How was the implementation of the first Modern Pentathlon perceived by the participating countries? During the Olympic Games of Stockholm the Swedish press frequently reported on the implementation of the new combined sport. (85) Besides the fact that Stockholm hosted the Olympics, two main reasons explain the high media coverage of the phenomenon. First, the Modern Pentathlon was new and caused curiosity. Second, the Swedes mounted a large team of pentathletes; expectations were high that they would fare in the event. In the cross-country-run, Swedish officers took all three medals. Sweden's elation was notable. The Stockholms Dagblad reported the event "as one of the most popular and festive moments during this sensational stadium week." (86) The great number of spectators as well as the daily media coverage testified to a generally excellent acceptance of Modern Pentathlon in Sweden. Also, the Official Report reflected that "in consequence of the special character of this competition, it was watched with very great interest both at home and abroad." (87) Was it simply national pride that led to such an enthusiastic expression, or was the Modern Pentathlon indeed perceived as a new all-around test outside of Sweden?
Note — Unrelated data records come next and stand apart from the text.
//! Error types for the Relay framework.
//!
//! Errors fall into three stages:
//!
//! - [`BuildError`]: raised while turning command classes into descriptors at
//!   startup. Any of these should abort startup.
//! - [`DispatchError`]: raised while routing one inbound event. The event is
//!   dropped but the dispatcher keeps serving.
//! - [`InvokeError`]: raised by the handler call itself, wrapped into
//!   [`DispatchError::Invocation`].

use std::path::PathBuf;

use thiserror::Error;

use crate::argument::DeclaredType;
use crate::style::CommandStyle;
use relay_core::ApiError;

/// Boxed error type accepted from user code.
pub type BoxError = Box<dyn std::error::Error + Send + Sync>;

// ============================================================================
// Build-time errors
// ============================================================================

/// Errors raised while building command descriptors.
#[derive(Debug, Error)]
pub enum BuildError {
    /// The class lacks the command annotation the builder looks for.
    #[error("{class} is not annotated as a {expected} command")]
    AnnotationNotFound {
        /// Offending class.
        class: String,
        /// Expected annotation.
        expected: String,
    },

    /// A required property could not be determined.
    #[error("{class}: {message}")]
    PropertyNotFound {
        /// Offending class.
        class: String,
        /// What is missing.
        message: String,
    },

    /// An option parameter has no explicit type and its declared type is not
    /// in the inference table.
    #[error(
        "{class}::{method}: cannot infer option type of '{option}' from declared type {declared}"
    )]
    UnresolvedOptionType {
        /// Offending class.
        class: String,
        /// Method declaring the parameter.
        method: String,
        /// Option name.
        option: String,
        /// Declared parameter type.
        declared: DeclaredType,
    },

    /// A subcommand group object could not be constructed.
    #[error("{class}: failed to instantiate subcommand group: {source}")]
    GroupInstantiation {
        /// Group class.
        class: String,
        /// Constructor failure.
        #[source]
        source: BoxError,
    },

    /// A command has an entry point as well as subcommands or groups.
    #[error("{class}: command '{command}' mixes an entry point with subcommands or groups")]
    ConflictingShape {
        /// Offending class.
        class: String,
        /// Command name.
        command: String,
    },

    /// Two entries in one scope share a name.
    #[error("duplicate {style} name '{name}' in {scope}")]
    DuplicateName {
        /// Style of the registry or descriptor.
        style: CommandStyle,
        /// Where the collision happened.
        scope: String,
        /// Colliding name.
        name: String,
    },
}

impl BuildError {
    /// Creates a property-not-found error.
    pub fn property_not_found(class: impl Into<String>, message: impl Into<String>) -> Self {
        Self::PropertyNotFound {
            class: class.into(),
            message: message.into(),
        }
    }
}

/// Result type for descriptor building.
pub type BuildResult<T> = Result<T, BuildError>;

// ============================================================================
// Invocation errors
// ============================================================================

/// Errors converting a bound argument into a handler parameter.
#[derive(Debug, Clone, Error)]
pub enum ArgumentError {
    /// A non-optional parameter received no value.
    #[error("missing value for required argument {index}")]
    Missing {
        /// Zero-based option index.
        index: usize,
    },

    /// The bound value has a different kind than the parameter.
    #[error("argument {index}: expected {expected}, found {found}")]
    TypeMismatch {
        /// Zero-based option index.
        index: usize,
        /// Parameter kind.
        expected: &'static str,
        /// Bound value kind.
        found: &'static str,
    },
}

/// Errors raised while invoking a handler.
#[derive(Debug, Error)]
pub enum InvokeError {
    /// The stored handler object is not of the type the handler expects.
    #[error("handler receiver mismatch: expected '{expected}'")]
    ReceiverMismatch {
        /// Expected receiver type.
        expected: &'static str,
    },

    /// An argument could not be converted.
    #[error(transparent)]
    Argument(#[from] ArgumentError),

    /// The handler returned an error.
    #[error("handler failed: {0}")]
    Handler(#[source] BoxError),

    /// Sending the handler's reply failed.
    #[error("failed to send reply: {0}")]
    Reply(#[from] ApiError),
}

impl InvokeError {
    /// Wraps a handler failure.
    pub fn handler(err: impl Into<BoxError>) -> Self {
        Self::Handler(err.into())
    }
}

/// Result type for handler invocation.
pub type InvokeResult<T> = Result<T, InvokeError>;

// ============================================================================
// Dispatch errors
// ============================================================================

/// Errors raised while dispatching one event.
#[derive(Debug, Error)]
pub enum DispatchError {
    /// No command, subcommand or group with the given name.
    #[error("command not found: {0}")]
    CommandNotFound(String),

    /// The resolved handler failed.
    #[error("command '{command}' failed: {source}")]
    Invocation {
        /// Fully qualified command name.
        command: String,
        /// Handler failure.
        #[source]
        source: InvokeError,
    },
}

impl DispatchError {
    /// Whether this error is a lookup miss rather than a handler failure.
    pub fn is_not_found(&self) -> bool {
        matches!(self, Self::CommandNotFound(_))
    }
}

/// Result type for dispatch.
pub type DispatchResult<T> = Result<T, DispatchError>;

// ============================================================================
// Localization errors
// ============================================================================

/// Errors loading localization bundles.
#[derive(Debug, Error)]
pub enum LocalizationError {
    /// The bundle file could not be read.
    #[error("failed to read bundle {}: {source}", path.display())]
    Io {
        /// Bundle path.
        path: PathBuf,
        /// Underlying error.
        #[source]
        source: std::io::Error,
    },

    /// The bundle file is not valid JSON.
    #[error("failed to parse bundle {}: {source}", path.display())]
    Json {
        /// Bundle path.
        path: PathBuf,
        /// Underlying error.
        #[source]
        source: serde_json::Error,
    },

    /// The bundle's root is not a JSON object.
    #[error("bundle {} is not a JSON object", path.display())]
    NotAnObject {
        /// Bundle path.
        path: PathBuf,
    },
}

/// Result type for localization loading.
pub type LocalizationResult<T> = Result<T, LocalizationError>;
From the moment of their official opening in Stockholm in May 1912, the Fifth Olympic Games received considerable attention in the French press. (88) Being familiar with the idea of "complete" athleticism through Georges Hebert's Methode Naturelle, the French perhaps embraced a better understanding and appreciation for the concept of a new combined sport. The resulting competitions in Stockholm confirmed to the French that Modern Pentathlon was "a true criterion of manhood and perfect athleticism." (89) As French sportsmen were generally not successful at the Games, the French press reported less frequently than the Swedes about the events. But when they did, the content focused on a French achievement or presented reasons for French failure. (90) The French participants in the Modern Pentathlon competition were largely unsuccessful. Therefore, not much was written about this sport. Whereas L'Ulustration and La Vie au Grand Air did not print a single line between June and September 1912 about the Modern Pentathlon, L'Auto published two short articles to inform about the results and to proclaim that the new sport was "of merit and should be maintained." (91) Commented Paul Champ in LAuto: "The Modern Pentathlon is a competition that all the lieutenants of the French army. should necessarily be required to perform once a year." (92)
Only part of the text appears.